ABS-CBN been showing news reports and even did series of stories on HIV/AIDS for almost a week now. The message is this : the number of Aids patients in the Philippines is increasing at an alarming rate. Since the newly appointed Secretary of Health Esperanza Cabral went public with the recent information on said virus, as expected, media sensationalized it. I was horrified not because a was in a high risk situation but because when a news or a social concern is sensationalized such this,- chances are, our attention to such issue would not last long. Long enough to encourage authorities to push for better or alternative prevention programs.

By the way, in the late 80s, there was a rumor that the first ever Filipino to have admitted to have contacted with Aids but later have given face to the disease, previously came to San Jose as sex worker and some of our politicians became her clients. But the truth behind this rumor is not established. It's just a whole damn lie. I mean, about the lady working here in San Jose, but not the truth that some of our politicians frequently visit our red light districts or the place in Brgy. Pag-Asa commonly called as “Gitna”. “Then”, I should have added.

The recent the news on TV reminds me of an elderly churchgoer who once remarked, “That (Aids) is God’s punishment!” Such remark is to say that there is a causal connection between the sickness and the sinful sexual act. But that is not so. I mean, the cause-effect model, because there are individuals with Aids who did nothing sexual to acquire it. Like hemophiliacs and small children. Our thinking that Aids is God’s punishment is contrary to the gospel’s image of God and the message of joy.

True, in Jesus’ time, sickness and suffering were seen as God’s punishment but Jesus unmasked this kind of notion by saying : "Neither this man nor his parents sinned," said Jesus, "but this happened so that the work of God might be displayed in his life.” (Jn. 9:3). And remember, His resurrection crumpled down, like deck of cards, the so-called cause-effect relationship between suffering and God’s punishment. The suffering of Jesus is in no way His Father’s punishment.

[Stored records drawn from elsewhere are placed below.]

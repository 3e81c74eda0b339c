//! Periodic expiry of lapsed booking holds.

use std::sync::Arc;
use std::time::Duration;

use chrono::Utc;
use messaging::{BookingNotification, Publisher};
use tokio::sync::watch;
use tokio::task::JoinHandle;

use crate::coordinator::BookingCoordinator;
use crate::store::BookingStore;

/// Runs [`BookingCoordinator::expire_overdue`] on a fixed interval until told to stop.
pub struct ExpirySweeper<S, P>
where
    S: BookingStore,
    P: Publisher<BookingNotification>,
{
    coordinator: Arc<BookingCoordinator<S, P>>,
    interval: Duration,
}

impl<S, P> ExpirySweeper<S, P>
where
    S: BookingStore + 'static,
    P: Publisher<BookingNotification> + 'static,
{
    pub fn new(coordinator: Arc<BookingCoordinator<S, P>>, interval: Duration) -> Self {
        Self {
            coordinator,
            interval,
        }
    }

    /// Sweeps once per interval. Returns when `shutdown` flips to `true` or
    /// its sender is dropped.
    pub async fn run(self, mut shutdown: watch::Receiver<bool>) {
        let mut ticker = tokio::time::interval(self.interval);
        ticker.set_missed_tick_behavior(tokio::time::MissedTickBehavior::Delay);

        tracing::info!(interval_secs = self.interval.as_secs(), "expiry sweeper started");

        loop {
            tokio::select! {
                _ = ticker.tick() => {
                    if let Err(e) = self.coordinator.expire_overdue(Utc::now()).await {
                        tracing::error!(error = %e, "expiry sweep failed");
                    }
                }
                changed = shutdown.changed() => {
                    if changed.is_err() || *shutdown.borrow() {
                        break;
                    }
                }
            }
        }

        tracing::info!("expiry sweeper stopped");
    }

    /// Spawns [`Self::run`] on the current runtime.
    pub fn spawn(self, shutdown: watch::Receiver<bool>) -> JoinHandle<()> {
        tokio::spawn(self.run(shutdown))
    }
}
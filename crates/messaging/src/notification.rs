//! Webhook message schema.

use common::{BookingId, PaymentId};
use serde::{Deserialize, Serialize};

/// Payment outcome events delivered to the booking service.
#[derive(Debug, Clone, Copy, PartialEq, Eq, Hash, Serialize, Deserialize)]
pub enum PaymentEvent {
    /// The payment was settled; the booking should be confirmed.
    #[serde(rename = "payment.success")]
    Success,

    /// The payment was declined; the booking should be cancelled.
    #[serde(rename = "payment.failed")]
    Failed,

    /// The payment window lapsed; the booking should be cancelled.
    #[serde(rename = "payment.expired")]
    Expired,
}

impl PaymentEvent {
    /// Returns the wire name of the event.
    pub fn as_str(&self) -> &'static str {
        match self {
            PaymentEvent::Success => "payment.success",
            PaymentEvent::Failed => "payment.failed",
            PaymentEvent::Expired => "payment.expired",
        }
    }
}

impl std::fmt::Display for PaymentEvent {
    fn fmt(&self, f: &mut std::fmt::Formatter<'_>) -> std::fmt::Result {
        f.write_str(self.as_str())
    }
}

impl std::str::FromStr for PaymentEvent {
    type Err = String;

    fn from_str(s: &str) -> Result<Self, Self::Err> {
        match s {
            "payment.success" => Ok(PaymentEvent::Success),
            "payment.failed" => Ok(PaymentEvent::Failed),
            "payment.expired" => Ok(PaymentEvent::Expired),
            other => Err(other.to_string()),
        }
    }
}

/// Booking lifecycle events delivered to the payment service.
#[derive(Debug, Clone, Copy, PartialEq, Eq, Hash, Serialize, Deserialize)]
pub enum BookingEvent {
    /// The booking's hold lapsed before it was paid.
    #[serde(rename = "booking.expired")]
    Expired,

    /// The booking was cancelled directly.
    #[serde(rename = "booking.cancelled")]
    Cancelled,
}

impl BookingEvent {
    /// Returns the wire name of the event.
    pub fn as_str(&self) -> &'static str {
        match self {
            BookingEvent::Expired => "booking.expired",
            BookingEvent::Cancelled => "booking.cancelled",
        }
    }
}

impl std::fmt::Display for BookingEvent {
    fn fmt(&self, f: &mut std::fmt::Formatter<'_>) -> std::fmt::Result {
        f.write_str(self.as_str())
    }
}

impl std::str::FromStr for BookingEvent {
    type Err = String;

    fn from_str(s: &str) -> Result<Self, Self::Err> {
        match s {
            "booking.expired" => Ok(BookingEvent::Expired),
            "booking.cancelled" => Ok(BookingEvent::Cancelled),
            other => Err(other.to_string()),
        }
    }
}

/// Payment service → booking service (`POST /bookings/webhook/payment`).
#[derive(Debug, Clone, PartialEq, Eq, Serialize, Deserialize)]
pub struct PaymentNotification {
    pub event: PaymentEvent,
    #[serde(default, skip_serializing_if = "Option::is_none")]
    pub payment_id: Option<PaymentId>,
    pub booking_id: BookingId,
    #[serde(default, skip_serializing_if = "Option::is_none")]
    pub status: Option<String>,
}

impl PaymentNotification {
    /// Builds the notification for a payment that reached `status`.
    pub fn new(
        event: PaymentEvent,
        payment_id: PaymentId,
        booking_id: BookingId,
        status: impl Into<String>,
    ) -> Self {
        Self {
            event,
            payment_id: Some(payment_id),
            booking_id,
            status: Some(status.into()),
        }
    }
}

/// Booking service → payment service (`POST /payments/webhook/booking`).
#[derive(Debug, Clone, PartialEq, Eq, Serialize, Deserialize)]
pub struct BookingNotification {
    pub event: BookingEvent,
    pub booking_id: BookingId,
    pub status: String,
}

impl BookingNotification {
    pub fn new(event: BookingEvent, booking_id: BookingId, status: impl Into<String>) -> Self {
        Self {
            event,
            booking_id,
            status: status.into(),
        }
    }
}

In the biblical times, the “responsibility to inform” is being advocated, similar to what public figures advocate today with respect to Aids. Leprosy in Jesus time is what Aids is today. If leprosy was suspected, a person went to the priest and seven days later a judgment was given. Such illness resulted in economic isolation, neglect and despair. Luckily, Aids is not as detectable as leprosy if we only use our naked eye. The Gospels, by the way, tell us that the Son of Man associated with lepers. And what would Jesus would say to Filipino Christians today? This is just a wild guess : “If you are informed that someone from your community has Aids,- go to his apartment, play, chat and dine with him or her and be his/her friend and neighbor.”

I was not able to explain this to that old woman : “Aids is a natural occurrence and not God’s punishment.” Not only Aids. Every human suffering confronts us with the question of the meaning of our existence and presents us with an opportunity for self-examination. And consequently we will realize that all God’s commandments are meant for joy and liberation.